A Boeing contact suggested I read Bjorn’s Corner: Cutting corners in aerospace costs a fortune.

It seems more and more likely the 737 MAX grounding will go well beyond six months and it can approach nine months to a year depending on developments in the next months.

The costs to Boeing for the MAX debacle are now approaching the costs of a new aircraft development.

The end result of the management culture which produced this engineering shortcut is horrendous:

End Result

  • Two aircraft and 346 lives lost.
  • Boeing in eight months transformed from an admired civil aviation leader to a distrusted brand, subject to several criminal investigations.
  • The economic losses are not yet clear but they will approach the costs of a new aircraft development.
    Must the management which pushed for lower costs and higher profits now learn the hard way: there simply is no way past thorough and sound engineering in aerospace. Any shortcuts will cost the company many times more than what was saved in the first place. In the extreme, it can challenge the existence of the company.
    Bjorn Fehrm, the author of the article is a fighter pilot and an aviation consultant.

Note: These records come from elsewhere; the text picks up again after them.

//! Input records and ranked output items.

use serde::{Deserialize, Serialize};

use crate::core::errors::{Result, StaleRankError};

/// One indexed file as produced by the exporter.
///
/// Fields are private so that every instance has passed [`FileRecord::new`].
#[derive(Debug, Clone, PartialEq, Eq, Serialize, Deserialize)]
#[serde(try_from = "RawFileRecord")]
pub struct FileRecord {
    filename: String,
    path: String,
    size: u64,
    last_modified: i64,
}

/// Unvalidated wire shape; `size` is signed so negative sizes reach validation
/// instead of failing as an opaque type error.
#[derive(Debug, Deserialize)]
struct RawFileRecord {
    filename: String,
    path: String,
    size: i64,
    last_modified: i64,
}

impl TryFrom<RawFileRecord> for FileRecord {
    type Error = String;

    fn try_from(raw: RawFileRecord) -> std::result::Result<Self, Self::Error> {
        let size = u64::try_from(raw.size)
            .map_err(|_| format!("size must be non-negative, got {}", raw.size))?;
        Self::validated(raw.filename, raw.path, size, raw.last_modified)
    }
}

impl FileRecord {
    /// Build a record, rejecting empty names and paths.
    pub fn new(
        filename: impl Into<String>,
        path: impl Into<String>,
        size: u64,
        last_modified: i64,
    ) -> Result<Self> {
        Self::validated(filename.into(), path.into(), size, last_modified)
            .map_err(|reason| StaleRankError::MalformedRecord { index: 0, reason })
    }

    fn validated(
        filename: String,
        path: String,
        size: u64,
        last_modified: i64,
    ) -> std::result::Result<Self, String> {
        if filename.trim().is_empty() {
            return Err("filename must not be empty".to_string());
        }
        if path.trim().is_empty() {
            return Err("path must not be empty".to_string());
        }
        Ok(Self {
            filename,
            path,
            size,
            last_modified,
        })
    }

    #[must_use]
    pub fn filename(&self) -> &str {
        &self.filename
    }

    #[must_use]
    pub fn path(&self) -> &str {
        &self.path
    }

    #[must_use]
    pub const fn size(&self) -> u64 {
        self.size
    }

    /// Unix seconds.
    #[must_use]
    pub const fn last_modified(&self) -> i64 {
        self.last_modified
    }
}

/// Individual heuristic ratios behind one score.
#[derive(Debug, Clone, Copy, PartialEq, Serialize, Deserialize)]
pub struct ScoreFactors {
    pub file_type: f64,
    pub freshness: f64,
    pub filename: f64,
    pub size: f64,
    pub depth: f64,
    pub folder: f64,
}

/// Ranked output element. Lower score sorts first.
#[derive(Debug, Clone, PartialEq, Serialize, Deserialize)]
pub struct ScoredItem {
    pub path: String,
    pub score: f64,
    #[serde(skip_serializing_if = "Option::is_none", default)]
    pub factors: Option<ScoreFactors>,
}

impl ScoredItem {
    /// Drop the factor breakdown, leaving the plain `{path, score}` form.
    #[must_use]
    pub fn without_factors(self) -> Self {
        Self {
            factors: None,
            ..self
        }
    }
}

Comments to the article are interesting. Please consider a set of comments by Fehrm in reply to a question.

  • Research: MCAS was implemented with repetitive nose down trim commands if AoA stayed high. The research for the update found the necessary augmentation only needed one nose down cycle. Research for MCAS was not correctly done.
  • Implementation: MCAS was implemented with a single sensor trigger and without global limitation on nose down trim. The implementation of the update uses dual sensors and deactivation of MCAS if they don’t agree. It also has a global limitation of nose down to leave 1.5G nose up authority to the pilot via the elevator. The implementation of MCAS was not correctly done.
  • Testing: The testing of MCAS was done by Boeing on behalf of FAA. It did not judge the single sensor triggered repetitive MCAS as dangerous. It judged the Pilot would easily identify an incorrectly functioning MCAS despite not knowing of the function and how to distinguish it from the very similar and ever-present Speed Trim System function. The testing of MCAS was not correctly done.

Not Learning the Hard Way

Boeing saved nothing and lost its reputation and 346 lives by cutting corners.

But did Boeing really learn anything?

I suspect this will all be swept under the rug with a small set of fines and a promise to not do this again.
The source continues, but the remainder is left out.